> [Aim of the task]
Could you show each line of the records that contains the word "SessionConfig"?

> [Listed records]
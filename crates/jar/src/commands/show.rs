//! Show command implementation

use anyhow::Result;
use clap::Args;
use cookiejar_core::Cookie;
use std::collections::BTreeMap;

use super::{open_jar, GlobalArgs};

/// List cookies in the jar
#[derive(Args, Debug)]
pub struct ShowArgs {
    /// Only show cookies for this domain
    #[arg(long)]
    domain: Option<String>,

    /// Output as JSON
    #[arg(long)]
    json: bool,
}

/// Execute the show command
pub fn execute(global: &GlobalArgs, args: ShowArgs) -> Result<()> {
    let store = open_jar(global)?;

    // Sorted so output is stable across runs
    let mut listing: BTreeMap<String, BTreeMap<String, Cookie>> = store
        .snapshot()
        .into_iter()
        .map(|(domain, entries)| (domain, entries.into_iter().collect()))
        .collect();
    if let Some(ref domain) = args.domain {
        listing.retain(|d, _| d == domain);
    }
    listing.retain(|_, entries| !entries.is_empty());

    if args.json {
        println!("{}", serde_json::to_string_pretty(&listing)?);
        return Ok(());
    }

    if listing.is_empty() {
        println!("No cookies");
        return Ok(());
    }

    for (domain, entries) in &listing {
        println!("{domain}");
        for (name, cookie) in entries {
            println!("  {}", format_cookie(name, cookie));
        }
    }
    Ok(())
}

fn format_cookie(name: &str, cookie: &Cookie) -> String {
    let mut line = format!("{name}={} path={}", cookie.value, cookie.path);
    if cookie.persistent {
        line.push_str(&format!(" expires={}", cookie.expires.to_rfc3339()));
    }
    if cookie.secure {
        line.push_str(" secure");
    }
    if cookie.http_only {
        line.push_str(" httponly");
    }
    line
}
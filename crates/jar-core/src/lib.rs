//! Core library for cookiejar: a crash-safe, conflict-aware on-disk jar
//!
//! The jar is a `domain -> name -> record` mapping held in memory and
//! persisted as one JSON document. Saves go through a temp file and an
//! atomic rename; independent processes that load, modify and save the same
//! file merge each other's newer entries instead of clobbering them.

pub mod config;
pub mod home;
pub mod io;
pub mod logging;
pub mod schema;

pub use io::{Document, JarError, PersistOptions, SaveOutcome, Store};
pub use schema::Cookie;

---

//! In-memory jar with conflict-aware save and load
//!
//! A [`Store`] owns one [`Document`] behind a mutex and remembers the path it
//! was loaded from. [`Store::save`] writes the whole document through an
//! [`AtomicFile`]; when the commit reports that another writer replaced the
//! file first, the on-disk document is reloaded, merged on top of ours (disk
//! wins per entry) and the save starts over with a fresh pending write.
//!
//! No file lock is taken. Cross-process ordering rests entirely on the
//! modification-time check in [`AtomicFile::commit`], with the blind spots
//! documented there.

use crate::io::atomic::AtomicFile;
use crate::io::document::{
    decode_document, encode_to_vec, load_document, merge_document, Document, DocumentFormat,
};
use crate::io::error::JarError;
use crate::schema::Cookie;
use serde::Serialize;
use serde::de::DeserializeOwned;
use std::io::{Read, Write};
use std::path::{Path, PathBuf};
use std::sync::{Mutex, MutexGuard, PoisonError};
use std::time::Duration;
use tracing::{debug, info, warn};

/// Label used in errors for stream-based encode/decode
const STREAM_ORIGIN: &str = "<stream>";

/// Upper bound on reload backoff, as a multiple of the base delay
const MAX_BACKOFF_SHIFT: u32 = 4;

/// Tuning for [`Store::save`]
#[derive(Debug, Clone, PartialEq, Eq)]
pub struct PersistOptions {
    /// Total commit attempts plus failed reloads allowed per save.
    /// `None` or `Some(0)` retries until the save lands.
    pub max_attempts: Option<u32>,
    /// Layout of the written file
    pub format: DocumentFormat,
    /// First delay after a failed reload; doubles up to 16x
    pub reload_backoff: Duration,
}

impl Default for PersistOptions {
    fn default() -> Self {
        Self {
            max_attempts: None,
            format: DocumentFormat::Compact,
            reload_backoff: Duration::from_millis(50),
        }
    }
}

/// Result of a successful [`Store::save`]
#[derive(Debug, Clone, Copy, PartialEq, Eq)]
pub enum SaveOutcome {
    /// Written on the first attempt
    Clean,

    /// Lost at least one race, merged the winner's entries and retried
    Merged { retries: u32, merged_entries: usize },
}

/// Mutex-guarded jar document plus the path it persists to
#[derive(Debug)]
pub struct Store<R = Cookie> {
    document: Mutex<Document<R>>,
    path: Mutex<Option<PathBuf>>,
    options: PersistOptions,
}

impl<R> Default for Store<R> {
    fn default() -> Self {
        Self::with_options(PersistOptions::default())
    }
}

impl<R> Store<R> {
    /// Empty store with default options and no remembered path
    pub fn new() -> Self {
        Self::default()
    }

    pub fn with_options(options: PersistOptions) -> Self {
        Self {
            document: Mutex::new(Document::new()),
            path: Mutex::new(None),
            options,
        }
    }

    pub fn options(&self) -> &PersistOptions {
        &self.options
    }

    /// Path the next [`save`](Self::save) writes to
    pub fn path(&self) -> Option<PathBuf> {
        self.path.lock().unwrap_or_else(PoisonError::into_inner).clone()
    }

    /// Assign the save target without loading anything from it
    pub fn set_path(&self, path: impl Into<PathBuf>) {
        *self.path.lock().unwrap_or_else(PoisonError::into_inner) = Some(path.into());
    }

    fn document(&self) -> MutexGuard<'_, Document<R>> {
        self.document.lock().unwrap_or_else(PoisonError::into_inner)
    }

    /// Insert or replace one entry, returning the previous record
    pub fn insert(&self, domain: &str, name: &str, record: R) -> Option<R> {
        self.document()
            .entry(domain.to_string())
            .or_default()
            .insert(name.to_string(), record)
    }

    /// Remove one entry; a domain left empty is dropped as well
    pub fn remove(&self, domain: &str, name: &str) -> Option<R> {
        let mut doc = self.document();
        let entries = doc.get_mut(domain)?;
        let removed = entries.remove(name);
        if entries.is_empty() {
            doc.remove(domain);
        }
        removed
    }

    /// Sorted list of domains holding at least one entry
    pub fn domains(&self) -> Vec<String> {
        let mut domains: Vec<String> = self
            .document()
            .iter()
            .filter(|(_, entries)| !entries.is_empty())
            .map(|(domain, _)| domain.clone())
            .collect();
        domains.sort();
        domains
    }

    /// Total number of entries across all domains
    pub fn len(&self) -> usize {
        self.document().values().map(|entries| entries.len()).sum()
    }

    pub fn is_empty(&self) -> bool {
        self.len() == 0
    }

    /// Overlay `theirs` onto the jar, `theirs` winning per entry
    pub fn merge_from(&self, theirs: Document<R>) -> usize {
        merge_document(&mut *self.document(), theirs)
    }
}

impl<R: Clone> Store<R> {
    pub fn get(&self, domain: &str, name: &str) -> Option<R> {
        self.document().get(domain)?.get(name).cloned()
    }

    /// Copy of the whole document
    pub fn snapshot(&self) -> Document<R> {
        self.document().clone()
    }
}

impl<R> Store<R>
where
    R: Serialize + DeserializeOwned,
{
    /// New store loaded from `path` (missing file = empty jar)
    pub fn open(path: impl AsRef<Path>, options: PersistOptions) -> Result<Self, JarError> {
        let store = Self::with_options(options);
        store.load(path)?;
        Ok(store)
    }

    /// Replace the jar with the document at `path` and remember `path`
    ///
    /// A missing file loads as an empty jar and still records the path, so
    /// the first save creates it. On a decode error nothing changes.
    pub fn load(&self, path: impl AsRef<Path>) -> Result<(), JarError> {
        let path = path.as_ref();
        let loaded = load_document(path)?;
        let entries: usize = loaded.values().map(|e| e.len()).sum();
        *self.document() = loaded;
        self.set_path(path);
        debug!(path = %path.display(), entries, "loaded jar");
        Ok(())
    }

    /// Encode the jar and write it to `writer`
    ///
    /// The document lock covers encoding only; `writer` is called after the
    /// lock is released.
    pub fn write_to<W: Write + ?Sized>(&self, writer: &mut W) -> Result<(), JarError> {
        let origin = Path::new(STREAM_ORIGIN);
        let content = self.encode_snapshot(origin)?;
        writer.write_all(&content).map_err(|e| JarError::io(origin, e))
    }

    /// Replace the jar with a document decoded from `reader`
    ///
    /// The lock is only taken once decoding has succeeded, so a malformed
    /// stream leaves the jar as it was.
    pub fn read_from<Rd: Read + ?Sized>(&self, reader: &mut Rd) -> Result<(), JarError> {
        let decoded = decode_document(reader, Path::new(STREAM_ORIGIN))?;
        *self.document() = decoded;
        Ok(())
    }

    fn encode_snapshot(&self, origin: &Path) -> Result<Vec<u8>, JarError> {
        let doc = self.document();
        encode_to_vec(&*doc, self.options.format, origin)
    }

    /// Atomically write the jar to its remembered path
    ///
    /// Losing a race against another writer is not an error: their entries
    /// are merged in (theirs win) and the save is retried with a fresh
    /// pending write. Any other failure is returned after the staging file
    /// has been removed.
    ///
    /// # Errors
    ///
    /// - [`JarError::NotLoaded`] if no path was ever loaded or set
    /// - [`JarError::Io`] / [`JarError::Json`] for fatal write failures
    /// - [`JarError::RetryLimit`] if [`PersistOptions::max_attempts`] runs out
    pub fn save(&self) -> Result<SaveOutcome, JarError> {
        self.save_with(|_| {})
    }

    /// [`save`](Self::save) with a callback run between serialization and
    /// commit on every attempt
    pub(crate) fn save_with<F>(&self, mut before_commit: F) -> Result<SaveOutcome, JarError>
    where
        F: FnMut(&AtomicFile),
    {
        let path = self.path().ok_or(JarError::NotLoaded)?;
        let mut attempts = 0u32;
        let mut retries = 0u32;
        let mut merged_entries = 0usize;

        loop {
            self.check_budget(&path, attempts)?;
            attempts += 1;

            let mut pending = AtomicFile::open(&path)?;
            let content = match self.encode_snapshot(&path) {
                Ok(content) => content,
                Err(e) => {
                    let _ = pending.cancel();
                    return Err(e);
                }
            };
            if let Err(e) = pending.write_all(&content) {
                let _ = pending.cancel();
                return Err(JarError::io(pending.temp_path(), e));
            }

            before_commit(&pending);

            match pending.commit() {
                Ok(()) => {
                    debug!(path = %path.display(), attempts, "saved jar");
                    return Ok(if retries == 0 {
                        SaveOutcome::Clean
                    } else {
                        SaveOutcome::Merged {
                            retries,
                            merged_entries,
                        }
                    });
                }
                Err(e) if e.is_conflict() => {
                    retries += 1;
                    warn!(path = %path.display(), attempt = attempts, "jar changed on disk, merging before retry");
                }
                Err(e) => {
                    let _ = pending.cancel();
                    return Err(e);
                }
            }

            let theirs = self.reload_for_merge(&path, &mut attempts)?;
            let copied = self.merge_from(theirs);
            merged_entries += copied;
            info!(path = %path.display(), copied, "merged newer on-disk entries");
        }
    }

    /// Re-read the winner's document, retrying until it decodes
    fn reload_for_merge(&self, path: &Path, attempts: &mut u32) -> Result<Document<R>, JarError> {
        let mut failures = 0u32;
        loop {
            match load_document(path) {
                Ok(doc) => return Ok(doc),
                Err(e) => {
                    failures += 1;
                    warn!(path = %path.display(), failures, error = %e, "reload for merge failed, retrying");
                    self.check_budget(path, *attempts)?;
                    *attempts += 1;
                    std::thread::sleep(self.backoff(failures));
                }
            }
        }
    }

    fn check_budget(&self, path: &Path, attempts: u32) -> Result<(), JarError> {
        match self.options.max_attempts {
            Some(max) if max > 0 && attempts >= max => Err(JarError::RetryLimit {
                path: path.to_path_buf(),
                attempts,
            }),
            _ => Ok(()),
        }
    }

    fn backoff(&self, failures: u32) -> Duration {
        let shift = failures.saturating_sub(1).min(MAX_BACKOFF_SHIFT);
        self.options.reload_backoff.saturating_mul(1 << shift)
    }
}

* * *

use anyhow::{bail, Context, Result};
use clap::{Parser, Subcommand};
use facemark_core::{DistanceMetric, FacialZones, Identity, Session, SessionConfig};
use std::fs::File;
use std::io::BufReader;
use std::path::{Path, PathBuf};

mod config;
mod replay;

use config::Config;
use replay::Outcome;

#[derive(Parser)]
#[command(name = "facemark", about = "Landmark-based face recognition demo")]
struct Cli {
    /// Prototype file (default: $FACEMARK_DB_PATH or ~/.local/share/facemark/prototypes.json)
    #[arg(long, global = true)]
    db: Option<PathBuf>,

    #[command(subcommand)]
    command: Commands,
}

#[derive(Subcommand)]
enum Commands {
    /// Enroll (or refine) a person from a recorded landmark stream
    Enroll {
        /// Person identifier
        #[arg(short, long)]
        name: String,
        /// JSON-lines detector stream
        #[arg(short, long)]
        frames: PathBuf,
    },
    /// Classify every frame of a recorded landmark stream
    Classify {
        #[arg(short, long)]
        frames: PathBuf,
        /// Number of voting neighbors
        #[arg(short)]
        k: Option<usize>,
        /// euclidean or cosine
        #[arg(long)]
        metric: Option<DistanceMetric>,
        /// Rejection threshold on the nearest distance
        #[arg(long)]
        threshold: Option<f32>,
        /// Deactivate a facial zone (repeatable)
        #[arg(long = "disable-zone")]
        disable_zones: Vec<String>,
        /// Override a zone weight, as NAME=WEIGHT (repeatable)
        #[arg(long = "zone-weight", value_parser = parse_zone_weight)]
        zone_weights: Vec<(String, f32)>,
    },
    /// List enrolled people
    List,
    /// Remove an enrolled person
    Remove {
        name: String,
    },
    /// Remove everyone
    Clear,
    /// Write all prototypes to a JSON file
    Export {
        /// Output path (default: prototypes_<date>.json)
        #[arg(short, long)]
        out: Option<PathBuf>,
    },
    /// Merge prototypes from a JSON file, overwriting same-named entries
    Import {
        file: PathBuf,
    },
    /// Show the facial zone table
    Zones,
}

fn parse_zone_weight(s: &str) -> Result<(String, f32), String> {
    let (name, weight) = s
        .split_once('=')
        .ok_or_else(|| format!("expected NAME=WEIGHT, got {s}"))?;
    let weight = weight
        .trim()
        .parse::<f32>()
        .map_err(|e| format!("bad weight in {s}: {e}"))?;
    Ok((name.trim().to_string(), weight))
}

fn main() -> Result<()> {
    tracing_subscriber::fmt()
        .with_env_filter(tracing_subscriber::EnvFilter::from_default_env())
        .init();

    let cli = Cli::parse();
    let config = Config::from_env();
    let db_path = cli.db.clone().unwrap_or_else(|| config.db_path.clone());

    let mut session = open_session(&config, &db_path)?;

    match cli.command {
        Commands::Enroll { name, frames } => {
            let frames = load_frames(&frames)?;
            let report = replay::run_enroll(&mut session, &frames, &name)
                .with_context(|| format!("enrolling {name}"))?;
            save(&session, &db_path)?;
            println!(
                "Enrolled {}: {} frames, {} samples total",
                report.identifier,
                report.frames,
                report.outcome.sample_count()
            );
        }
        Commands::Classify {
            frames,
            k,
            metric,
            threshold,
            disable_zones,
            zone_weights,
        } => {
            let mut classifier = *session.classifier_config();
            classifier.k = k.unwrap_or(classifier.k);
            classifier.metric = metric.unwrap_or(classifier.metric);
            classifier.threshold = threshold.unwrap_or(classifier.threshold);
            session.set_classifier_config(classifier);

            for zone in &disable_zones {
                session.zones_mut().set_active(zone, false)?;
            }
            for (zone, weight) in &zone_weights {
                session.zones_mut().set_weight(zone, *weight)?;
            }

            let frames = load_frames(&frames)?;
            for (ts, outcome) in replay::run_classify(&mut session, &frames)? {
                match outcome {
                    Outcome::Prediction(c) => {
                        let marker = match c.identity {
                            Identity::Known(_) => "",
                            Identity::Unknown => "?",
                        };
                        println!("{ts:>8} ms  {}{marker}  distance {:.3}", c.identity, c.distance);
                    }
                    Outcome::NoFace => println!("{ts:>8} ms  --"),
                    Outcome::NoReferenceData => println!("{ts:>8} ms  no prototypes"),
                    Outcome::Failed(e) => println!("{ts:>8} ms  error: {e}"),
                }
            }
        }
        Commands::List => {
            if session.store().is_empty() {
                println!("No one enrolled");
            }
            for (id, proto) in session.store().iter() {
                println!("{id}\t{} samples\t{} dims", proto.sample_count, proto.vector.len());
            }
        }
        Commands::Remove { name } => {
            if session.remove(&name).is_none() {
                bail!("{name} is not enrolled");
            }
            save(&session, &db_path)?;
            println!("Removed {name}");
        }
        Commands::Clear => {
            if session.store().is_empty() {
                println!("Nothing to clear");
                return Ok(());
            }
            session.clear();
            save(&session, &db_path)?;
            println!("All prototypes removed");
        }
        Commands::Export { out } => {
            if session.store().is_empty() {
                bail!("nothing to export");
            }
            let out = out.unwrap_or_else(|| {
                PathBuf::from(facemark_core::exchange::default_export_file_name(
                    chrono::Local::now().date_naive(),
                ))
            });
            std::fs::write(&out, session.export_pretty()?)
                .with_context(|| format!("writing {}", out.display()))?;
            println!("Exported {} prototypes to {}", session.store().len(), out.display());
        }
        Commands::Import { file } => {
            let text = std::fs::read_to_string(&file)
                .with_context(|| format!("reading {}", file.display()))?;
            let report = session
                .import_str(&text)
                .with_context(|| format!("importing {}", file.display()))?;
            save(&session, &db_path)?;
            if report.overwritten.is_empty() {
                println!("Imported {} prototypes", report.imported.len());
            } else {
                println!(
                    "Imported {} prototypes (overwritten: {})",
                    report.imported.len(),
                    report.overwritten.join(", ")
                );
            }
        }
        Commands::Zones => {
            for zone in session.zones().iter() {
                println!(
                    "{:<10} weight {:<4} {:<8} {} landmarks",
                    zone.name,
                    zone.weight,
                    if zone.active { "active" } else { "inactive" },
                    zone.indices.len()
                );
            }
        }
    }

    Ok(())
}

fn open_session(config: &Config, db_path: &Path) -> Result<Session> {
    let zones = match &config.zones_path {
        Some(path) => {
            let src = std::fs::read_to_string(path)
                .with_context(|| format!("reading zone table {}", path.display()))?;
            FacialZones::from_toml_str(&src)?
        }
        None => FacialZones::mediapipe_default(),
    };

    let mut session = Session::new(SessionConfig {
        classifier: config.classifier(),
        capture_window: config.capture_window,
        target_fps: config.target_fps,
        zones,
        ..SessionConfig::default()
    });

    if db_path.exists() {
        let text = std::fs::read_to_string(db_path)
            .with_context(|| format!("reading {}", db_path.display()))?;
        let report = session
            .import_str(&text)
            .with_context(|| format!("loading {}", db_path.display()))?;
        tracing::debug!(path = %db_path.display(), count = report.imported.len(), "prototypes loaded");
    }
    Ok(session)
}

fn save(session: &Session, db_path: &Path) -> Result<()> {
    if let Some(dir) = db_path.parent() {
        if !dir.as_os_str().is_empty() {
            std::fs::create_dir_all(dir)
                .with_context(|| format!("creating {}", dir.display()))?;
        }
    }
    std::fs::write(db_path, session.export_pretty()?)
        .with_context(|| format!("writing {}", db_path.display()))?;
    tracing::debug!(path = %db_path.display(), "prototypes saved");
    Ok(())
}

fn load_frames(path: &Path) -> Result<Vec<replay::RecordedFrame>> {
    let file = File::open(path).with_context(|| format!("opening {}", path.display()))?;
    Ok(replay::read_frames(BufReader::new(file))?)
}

> [Task response]
use facemark_core::{DistanceMetric, FacialZones, Identity, Session, SessionConfig};
    let mut session = Session::new(SessionConfig {
        ..SessionConfig::default()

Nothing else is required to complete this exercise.